You program would have to write enough data so that it filled the last block on disk, and then just a little bit more before deciding to stop writing and close the file. A few bytes less and no error occurs because the file is successfully written. A few bytes more and you (should) never make it to the close because the write/print will have failed. That's a pretty small window of opportunity. And that's the simple case.

Most filesystems do caching outside of the auspices of the C-runtime cache, which means that you'd likely successfully close the file, flushing the last few bytes to OS cache, and the failure wouldn't occur until sometime after, possibly long after your process has terminated. In the meantime, some other process may delete or truncate a file, or the OS terminates a swapped out processes and frees a lump of disk space. A million things.

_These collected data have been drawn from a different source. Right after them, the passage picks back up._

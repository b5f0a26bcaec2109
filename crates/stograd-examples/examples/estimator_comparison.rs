//! # Estimator Comparison Example
//!
//! Compares the straight-through and weighted-jump Bernoulli estimators on
//! the same stream of keys: mean surrogate weight (bias against the true
//! sensitivity d/dp E[sample] = 1) and weight variance.
//!
//! The straight-through weight is identically 1 (zero variance, and here
//! coincidentally unbiased); the jump weight is unbiased by construction
//! but its variance grows as p leaves the middle of the interval.

use anyhow::Result;
use burn::tensor::Tensor;
use stograd_core::backend::{init_device, CpuBackend};
use stograd_estimators::{
    AbstractSurrogateSampler, BernoulliJump, BernoulliStraightThrough, DrawKey, MomentAccumulator,
};
use stograd_examples::scalar_of;

const N_ROUNDS: usize = 2000;
const WIDTH: usize = 32;

fn main() -> Result<()> {
    println!("=== stograd estimator comparison ===\n");
    println!("{:>5}  {:>8}  {:>8}  {:>8}", "p", "st mean", "wj mean", "wj var");

    let device = init_device();

    for &p in &[0.1f32, 0.3, 0.5, 0.7, 0.9] {
        let probs = Tensor::<CpuBackend, 1>::full([WIDTH], p, &device);

        let mut st_weights = MomentAccumulator::new();
        let mut wj_weights = MomentAccumulator::new();
        let mut wj_squares = MomentAccumulator::new();

        for key in DrawKey::new(1234).children(N_ROUNDS) {
            let st = BernoulliStraightThrough::new(probs.clone());
            let (sample, context) = st.sample(key, &device);
            st_weights.accumulate(st.estimate_gradient(context, sample.ones_like()));

            let wj = BernoulliJump::new(probs.clone());
            let (sample, context) = wj.sample(key, &device);
            let weight = wj.estimate_gradient(context, sample.ones_like());
            wj_squares.accumulate(weight.clone() * weight.clone());
            wj_weights.accumulate(weight);
        }

        let st_mean = scalar_of(st_weights.mean().expect("accumulated").mean());
        let wj_mean = scalar_of(wj_weights.mean().expect("accumulated").mean());
        let wj_second = scalar_of(wj_squares.mean().expect("accumulated").mean());
        let wj_var = wj_second - wj_mean * wj_mean;

        println!("{p:>5.1}  {st_mean:>8.4}  {wj_mean:>8.4}  {wj_var:>8.4}");
    }

    println!("\nBoth estimators target d/dp E[sample] = 1.");
    Ok(())
}
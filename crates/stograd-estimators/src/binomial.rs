//! Binomial sampling with a weighted-jump gradient.

use burn::tensor::backend::Backend;
use burn::tensor::Tensor;

use crate::rng::{uniform_open, DrawKey};
use crate::sampler::AbstractSurrogateSampler;

/// State threaded from a Binomial `sample` to its `estimate_gradient`.
pub struct BinomialContext<B: Backend, const D: usize> {
    /// Realized success counts, in `{0, ..., n}` per element.
    pub sample: Tensor<B, D>,
    /// The per-trial success probabilities.
    pub probs: Tensor<B, D>,
    /// The trial count the counts were drawn with.
    pub n_trials: u32,
}

/// Binomial operator with the weighted-jump gradient.
///
/// The trial count `n` is a plain integer and is not differentiable; the
/// gradient returned by `estimate_gradient` is with respect to `p` only.
pub struct BinomialJump<B: Backend, const D: usize> {
    pub n_trials: u32,
    pub probs: Tensor<B, D>,
}

impl<B: Backend, const D: usize> BinomialJump<B, D> {
    /// `probs` must lie strictly inside `(0, 1)`; this is not validated.
    pub fn new(n_trials: u32, probs: Tensor<B, D>) -> Self {
        Self { n_trials, probs }
    }
}

impl<B: Backend, const D: usize> AbstractSurrogateSampler<B, D> for BinomialJump<B, D> {
    type Context = BinomialContext<B, D>;

    fn sample(&self, key: DrawKey, device: &B::Device) -> (Tensor<B, D>, Self::Context) {
        // Sum of n independent Bernoulli trials, one subkey per trial.
        let mut counts = self.probs.zeros_like();
        for trial_key in key.children(self.n_trials as usize) {
            let uniform = uniform_open::<B, D>(trial_key, self.probs.dims(), device);
            counts = counts + uniform.lower_equal(self.probs.clone()).float();
        }

        let context = BinomialContext {
            sample: counts.clone(),
            probs: self.probs.clone(),
            n_trials: self.n_trials,
        };
        (counts, context)
    }

    fn estimate_gradient(
        &self,
        context: Self::Context,
        grad_output: Tensor<B, D>,
    ) -> Tensor<B, D> {
        let BinomialContext {
            sample,
            probs,
            n_trials,
        } = context;
        let n = n_trials as f32;

        // sample/p is the rate at which one fewer success would have
        // occurred under a small decrease in p; (n - sample)/(1 - p) is the
        // symmetric upward rate. Boundary counts have only one neighbour.
        let down = sample.clone() / probs.clone();
        let up = (sample.clone().neg() + n) / (probs.neg() + 1.0);

        let down = down.mask_fill(sample.clone().lower_equal_elem(0.0), 0.0);
        let up = up.mask_fill(sample.greater_equal_elem(n), 0.0);

        grad_output * ((down + up) * 0.5)
    }
}
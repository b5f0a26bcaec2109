//! Shared helpers for the stograd examples.

use burn::tensor::backend::Backend;
use burn::tensor::Tensor;

/// Read a one-element tensor back as an f32.
pub fn scalar_of<B: Backend>(tensor: Tensor<B, 1>) -> f32 {
    let data: Vec<f32> = tensor.into_data().to_vec().expect("read scalar");
    data[0]
}
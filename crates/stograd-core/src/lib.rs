//! # stograd-core
//!
//! Foundational types for the stograd differentiable sampling library.
//!
//! This crate provides the pieces the operator crates build on:
//!
//! - [`backend`]: default compute backend selection ([`CpuBackend`]) and
//!   device initialization
//! - [`config`]: named numeric constants governing probability clamping and
//!   open-interval uniform draws ([`ClampBounds`], [`GEOMETRIC_CLAMP`])
//! - [`error`]: the library error type ([`StogradError`])
//!
//! The operators themselves live in `stograd-estimators`; this crate holds
//! only what they share.

pub mod backend;
pub mod config;
pub mod error;

pub use backend::*;
pub use config::*;
pub use error::*;
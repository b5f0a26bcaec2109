use burn::tensor::backend::Backend;
use burn::tensor::Tensor;

use crate::rng::DrawKey;

/// Trait for discrete sampling operators that carry a surrogate gradient.
///
/// An operator pairs a forward sampling rule with a backward rule. `sample`
/// draws one realization per element from the distribution the operator was
/// constructed around and returns it together with a context value holding
/// whatever the backward rule needs (the realization, the parameters, the
/// sampled index). `estimate_gradient` consumes that context and the
/// upstream gradient and returns `grad_output * w`, where `w` is the
/// operator's surrogate weight: an estimate of how the expected downstream
/// quantity moves with the parameter, not the (degenerate) pathwise
/// derivative of the draw itself.
///
/// Contexts are taken by value: each `sample` produces exactly one context
/// and each context backs exactly one `estimate_gradient` call. Reuse does
/// not compile.
///
/// Operators are stateless; a caller may construct one per invocation and
/// evaluate many invocations concurrently.
pub trait AbstractSurrogateSampler<B: Backend, const D: usize> {
    /// Values saved by `sample` for the matching `estimate_gradient` call.
    type Context;

    /// Draw one realization per element, deterministically from `key`.
    fn sample(&self, key: DrawKey, device: &B::Device) -> (Tensor<B, D>, Self::Context);

    /// Consume the saved context and upstream gradient, returning the
    /// gradient to propagate to the operator's differentiable parameter.
    ///
    /// `grad_output` must have the shape of the sample returned by the
    /// matching `sample` call; a mismatch surfaces as a runtime shape error
    /// from the tensor backend.
    fn estimate_gradient(&self, context: Self::Context, grad_output: Tensor<B, D>)
        -> Tensor<B, D>;
}
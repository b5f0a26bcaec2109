//! # stograd-estimators
//!
//! Surrogate-gradient operators for sampling from discrete distributions.
//!
//! A plain draw from a discrete distribution is piecewise constant in the
//! distribution's parameters, so its true derivative is zero almost
//! everywhere. Each operator here pairs a forward sampling rule with a
//! backward rule that substitutes a perturbation-analysis estimate: the
//! rate at which a parameter nudge makes the outcome jump to a neighboring
//! value, times the size of that jump.
//!
//! Available operators:
//!
//! - [`BernoulliStraightThrough`]: biased, zero-variance identity gradient
//!   (baseline/ablation)
//! - [`BernoulliJump`]: unbiased two-direction jump weights
//! - [`BinomialJump`]: jump weights for a fixed trial count
//! - [`GeometricJump`]: jump weights for the trial-until-success stopping time
//! - [`CategoricalJump`]: downward-jump weight for a single sampled index
//!
//! All five implement [`AbstractSurrogateSampler`]: `sample` draws a
//! realization and returns it with a context value, `estimate_gradient`
//! consumes that context together with the upstream gradient. Contexts move
//! by value, so a context cannot back two gradient calls.
//!
//! ## Draw Keys
//!
//! Draws are deterministic functions of a [`DrawKey`] (JAX-style
//! derivation; subordinate keys are hashed from the parent and an index):
//!
//! ```rust
//! use stograd_estimators::DrawKey;
//!
//! let key = DrawKey::new(42);
//! let first_trial = key.child(0);
//! ```
//!
//! ## Example
//!
//! ```rust
//! use burn::tensor::Tensor;
//! use stograd_core::backend::{init_device, CpuBackend};
//! use stograd_estimators::{AbstractSurrogateSampler, BernoulliJump, DrawKey};
//!
//! let device = init_device();
//! let probs = Tensor::<CpuBackend, 1>::from_floats([0.3, 0.7].as_slice(), &device);
//! let op = BernoulliJump::new(probs);
//! let (sample, context) = op.sample(DrawKey::new(42), &device);
//! let grad = op.estimate_gradient(context, sample.ones_like());
//! ```

pub mod bernoulli;
pub mod binomial;
pub mod categorical;
pub mod geometric;
pub mod moment;
pub mod rng;
pub mod sampler;

pub use bernoulli::*;
pub use binomial::*;
pub use categorical::*;
pub use geometric::*;
pub use moment::*;
pub use rng::*;
pub use sampler::*;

The mounted filesystem case is somewhat different, but again, the odds that the filesystem would go away at exactly the moment between your having successfully written the last buffer load (to cache), and deciding to close that file when the flushing of that last buffer would fail, are really very slim.

The really interesting question is what do you do about it when you detect this situation? At that point, unless you are lucky enough to be running on a system with multiple disks, even trying to log the failure is likely to encounter the same full disk scenario. You could also think about re-tries in the hope that some other process might have free'd some space up. Or you could trying deleting temp files etc. But in the end, if the scenario happens, there is unlikely to be a good recovery strategy.


Examine what is said, not who speaks -- Silence betokens consent -- Love the truth but pardon error.
"Science is about questioning the status quo. Questioning authority".
In the absence of evidence, opinion is indistinguishable from prejudice.
"Too many [] have been sedated by an oppressive environment of political correctness and risk aversion."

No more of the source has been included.